To this view I usually reply like this:
The headscarf is more of a cultural phenomenon than a religious one. Let me explain:
Here, if you go to the Anatolian Civilizations Museum in Ankara (I believe it to be one of the beast archaeological museums in the world) you will see 1st milenium BC reliefs depicting women with covered heads from Hurrian or Neo-Hittite times. Similar reliefs can be found in the middle east starting from 3000 BC. at the time it wasn't even a sign of modesty. It was simply their usual way of dressing. Also there are theories that say that could have been a sign of prostitution. There are also sources that state that in the 6th century arabic culture, free women used to wear the hijap while non-free slave women were not allowed to wear this garnment even if they wanted to.
Whatever the connotation in the past, in todays world I can only aprove of the modesty or simplicity argument (because it is true). Does a women of adult age not have the right to adopt a way of dressing that remains totally plain and simple (may is be for religious or personal reasons)? The second argument I am willing to accept is the cultural argument. Here in villages there are women who are dressed the way they were dressed since perhaps before İslamic time. So they should get a green ticket too.

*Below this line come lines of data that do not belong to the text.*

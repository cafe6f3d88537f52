use crate::constants::{STAR_FIELD_CENTER_Z, STAR_FIELD_EXTENT, STAR_SPIN_PER_TICK};
use glam::{Quat, Vec3};
use rand::Rng;

/// Slowly turning field of background stars.
pub struct Starfield {
    stars: Vec<Vec3>,
    rotation_y: f32,
}

impl Starfield {
    pub fn new<R: Rng>(count: usize, rng: &mut R) -> Self {
        let [w, h, d] = STAR_FIELD_EXTENT;
        let stars = (0..count)
            .map(|_| {
                Vec3::new(
                    (rng.gen::<f32>() - 0.5) * w,
                    (rng.gen::<f32>() - 0.5) * h,
                    (rng.gen::<f32>() - 0.5) * d + STAR_FIELD_CENTER_Z,
                )
            })
            .collect();
        Self {
            stars,
            rotation_y: 0.0,
        }
    }

    pub fn advance(&mut self) {
        self.rotation_y = (self.rotation_y + STAR_SPIN_PER_TICK) % std::f32::consts::TAU;
    }

    pub fn rotation_y(&self) -> f32 {
        self.rotation_y
    }

    pub fn len(&self) -> usize {
        self.stars.len()
    }

    pub fn is_empty(&self) -> bool {
        self.stars.is_empty()
    }

    /// Star positions with the current spin applied.
    pub fn positions(&self) -> impl Iterator<Item = Vec3> + '_ {
        let spin = Quat::from_rotation_y(self.rotation_y);
        self.stars.iter().map(move |p| spin * *p)
    }
}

Yet I believe that someone who wants to display a certain interpratation of İslam (because I totally disagree that Islam itself is promoting the headscarf and the attitude behing it) is totally being immodest and even pretencious. I even believe that they have made themselves (willingly or unwillingly) tools and militants of a political worldview that is completelly artificial an is only being articially kept alive to support the dictatorial / monarchic regimes of the middle-east and north Africa and/or the so called sharia regime in Iran or the so called islamist partie in Turkey, Pakistan, Egypt etc...
- And of course I totally dislike it. Some people are acting as if evryone has to accept their way of displaying their religious beliefs. Of couse I that women choses to act in that way I will at least try to respect it. But do I have to like it? Of course I hate it. It's a totally barbaric and outdated cultural phenomenon that has more political than religious connotations.